El mundo necesita un café
By Ignasi Giró
Tuve una novia, en Ginebra, que no podía arrancar el día sin antes tomar un café. Dormir con ella era sinónimo de despertarte por la mañana escuchando el chup-chup de la cafetera italiana en la cocina y oliendo ese fantástico aroma a café matinal que impregnaba toda la casa –era un estudio diminuto, los pocos metros cuadrados ayudaban, claro. Lo tomaba aguado y con miel. Lo recuerdo como si fuera ayer.
Luego, hubo una vez en que me enamoré de una chica a la que no le gustaba el café. Me rompió el corazón. Obvio. Nunca deberías confiar en alguien a quién no le guste el café. Pero no porque no tome café. Eso puede pasar. Sin embargo, a todo el mundo le debería gustar «El Café», así, en mayúsculas. Porque el café, los cafés, son mi última esperanza para salvar el mundo.
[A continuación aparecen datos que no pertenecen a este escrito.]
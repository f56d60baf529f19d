//! Client-side session state
//!
//! Holds the signed-in user and their tokens. Mutations replace all three
//! fields at once and then notify subscribers with the new snapshot.
//! Mutations are serialized, so listeners observe changes in the order
//! they were applied and the last notification matches the final state.
//! State lives in memory only and does not survive a restart.

use crate::models::User;
use crate::types::AuthResult;
use std::sync::atomic::{AtomicU64, Ordering};
use std::sync::{Mutex, PoisonError, RwLock};

/// Snapshot of the session
#[derive(Debug, Clone, Default, PartialEq, Eq)]
pub struct SessionState {
    pub user: Option<User>,
    pub access_token: Option<String>,
    pub refresh_token: Option<String>,
}

/// Handle returned by [`SessionStore::subscribe`]
#[derive(Debug, Clone, Copy, PartialEq, Eq, Hash)]
pub struct SubscriptionId(u64);

type Listener = Box<dyn Fn(&SessionState) + Send + Sync>;

/// Shared session store with change notification
#[derive(Default)]
pub struct SessionStore {
    state: RwLock<SessionState>,
    listeners: RwLock<Vec<(SubscriptionId, Listener)>>,
    // held across write and notify
    mutation: Mutex<()>,
    next_id: AtomicU64,
}

impl SessionStore {
    pub fn new() -> Self {
        Self::default()
    }

    /// Copy of the current state
    pub fn snapshot(&self) -> SessionState {
        self.state
            .read()
            .unwrap_or_else(PoisonError::into_inner)
            .clone()
    }

    /// True once a user has signed in and until [`clear_auth`](Self::clear_auth)
    pub fn is_authenticated(&self) -> bool {
        self.state
            .read()
            .unwrap_or_else(PoisonError::into_inner)
            .user
            .is_some()
    }

    pub fn access_token(&self) -> Option<String> {
        self.state
            .read()
            .unwrap_or_else(PoisonError::into_inner)
            .access_token
            .clone()
    }

    /// Store the user and both tokens
    pub fn set_auth(&self, user: User, access_token: String, refresh_token: String) {
        self.replace(SessionState {
            user: Some(user),
            access_token: Some(access_token),
            refresh_token: Some(refresh_token),
        });
    }

    /// Store a signup/signin result
    pub fn apply(&self, result: AuthResult) {
        self.set_auth(result.user, result.access_token, result.refresh_token);
    }

    /// Reset everything to empty
    pub fn clear_auth(&self) {
        self.replace(SessionState::default());
    }

    /// Register a listener called after every mutation.
    ///
    /// Listeners may read the store but must not mutate it, subscribe or
    /// unsubscribe from inside the callback.
    pub fn subscribe<F>(&self, listener: F) -> SubscriptionId
    where
        F: Fn(&SessionState) + Send + Sync + 'static,
    {
        let id = SubscriptionId(self.next_id.fetch_add(1, Ordering::Relaxed));
        self.listeners
            .write()
            .unwrap_or_else(PoisonError::into_inner)
            .push((id, Box::new(listener)));
        id
    }

    /// Remove a listener. Returns false if it was already gone.
    pub fn unsubscribe(&self, id: SubscriptionId) -> bool {
        let mut listeners = self.listeners.write().unwrap_or_else(PoisonError::into_inner);
        let before = listeners.len();
        listeners.retain(|(lid, _)| *lid != id);
        listeners.len() != before
    }

    fn replace(&self, next: SessionState) {
        let _mutation = self.mutation.lock().unwrap_or_else(PoisonError::into_inner);
        {
            let mut state = self.state.write().unwrap_or_else(PoisonError::into_inner);
            *state = next.clone();
        }
        // state lock is released so listeners may read the store
        let listeners = self.listeners.read().unwrap_or_else(PoisonError::into_inner);
        for (_, listener) in listeners.iter() {
            listener(&next);
        }
    }
}

impl std::fmt::Debug for SessionStore {
    fn fmt(&self, f: &mut std::fmt::Formatter<'_>) -> std::fmt::Result {
        f.debug_struct("SessionStore")
            .field("state", &self.snapshot())
            .finish_non_exhaustive()
    }
}
//! Password hashing using bcrypt
//!
//! # Performance Considerations
//!
//! bcrypt is intentionally CPU-intensive. Request handlers use the
//! `*_async` variants, which run on tokio's blocking thread pool.
//!
//! bcrypt ignores everything past [`MAX_PASSWORD_BYTES`], so longer
//! passwords are refused on hashing and never match on verification.

use secrecy::{ExposeSecret, SecretString};
use thiserror::Error;

/// Cost factor used when none is configured
pub const DEFAULT_HASH_COST: u32 = 10;

/// Longest input bcrypt hashes in full
pub const MAX_PASSWORD_BYTES: usize = 72;

/// Password hashing failures
#[derive(Debug, Error)]
pub enum PasswordError {
    /// The stored hash is not a bcrypt hash
    #[error("invalid password hash format: {0}")]
    HashFormat(String),

    #[error("failed to hash password: {0}")]
    Hash(String),

    #[error("password is longer than 72 bytes")]
    TooLong,

    #[error("password task failed: {0}")]
    Task(#[from] tokio::task::JoinError),
}

/// Password hashing service
///
/// Salted one-way hashing with a fixed work factor. Verification goes
/// through bcrypt's own comparison, never plain string equality.
#[derive(Debug, Clone, Copy)]
pub struct PasswordService {
    cost: u32,
}

impl Default for PasswordService {
    fn default() -> Self {
        Self::new(DEFAULT_HASH_COST)
    }
}

impl PasswordService {
    pub fn new(cost: u32) -> Self {
        Self { cost }
    }

    pub fn cost(&self) -> u32 {
        self.cost
    }

    /// Hash a password (blocking operation)
    pub fn hash(&self, password: &str) -> Result<String, PasswordError> {
        if password.len() > MAX_PASSWORD_BYTES {
            return Err(PasswordError::TooLong);
        }
        bcrypt::hash(password, self.cost).map_err(|e| PasswordError::Hash(e.to_string()))
    }

    /// Verify a password against a stored hash (blocking operation)
    ///
    /// Returns `Ok(false)` on mismatch, including any password longer than
    /// [`MAX_PASSWORD_BYTES`], and `Err(HashFormat)` if `hash` is malformed.
    pub fn verify(&self, password: &str, hash: &str) -> Result<bool, PasswordError> {
        if password.len() > MAX_PASSWORD_BYTES {
            return Ok(false);
        }
        bcrypt::verify(password, hash).map_err(|e| PasswordError::HashFormat(e.to_string()))
    }

    /// Hash on the blocking thread pool
    pub async fn hash_async(&self, password: SecretString) -> Result<String, PasswordError> {
        let service = *self;
        tokio::task::spawn_blocking(move || service.hash(password.expose_secret())).await?
    }

    /// Verify on the blocking thread pool
    pub async fn verify_async(
        &self,
        password: SecretString,
        hash: String,
    ) -> Result<bool, PasswordError> {
        let service = *self;
        tokio::task::spawn_blocking(move || service.verify(password.expose_secret(), &hash))
            .await?
    }
}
Y precisamente eso es lo que le falta a este planeta, que lleva demasiado tiempo de vinagre a vinagrazo, carente de empatía, desprovisto de las dosis mínimas de cariño, templanza y sentido común para sacar adelante las cosas.
Porque un café es mucho más que un café. De entrada, un café es generosidad. Es algo que se ofrece primero al otro «¿Un café?». Si te dicen que sí, les pones su café, no sin antes el ritual cuestionario: «¿Cómo lo quieres? ¿Con leche? ¿Sólo? ¿Azúcar? ¿Miel? ¿Desnatada?». Ya luego, si eso, te lo sirves a ti. Tú vas siempre después cuando se trata de un café. Además, este maravilloso brebaje trae consigo un tiempo de calma imperativa. Obligada. Algo así como una pausa por Decreto Ley. Tomarlo significa que durante un rato te vas a centrar en la bonita tarea de, primero, prepararlo y, luego, sorberlo despacio. Dejar que se enfríe. Dejar que entre despacio en tu cuerpo. Que vaya pasando. Mirar al de enfrente y preguntarle «¿Está bien de leche? ¿Te gusta el azúcar moreno?». Porque no se puede tomar un buen café con prisas. Imposible. Ni se puede saborear un buen café sin ser generoso tampoco.
Luego, un café es riqueza. Matices. Vida. Hay millones de seres humanos en la tierra ahora mismo. Cada uno lo toma como le da la gana. Basta acercarse a un bar cualquiera y ver la eterna paciencia con que los camareros escuchan las variopintas peticiones de sus clientes. Que si un café con leche. Que si uno solo. Que si uno en vaso con dos azucarillos. Que si un café con leche de soja. Que si avena. Azúcar moreno. La leche templada. Cada universo personal que te cruzas por la vida puede empezar a descubrirse a partir del café que piden. Incluso sus evoluciones personales.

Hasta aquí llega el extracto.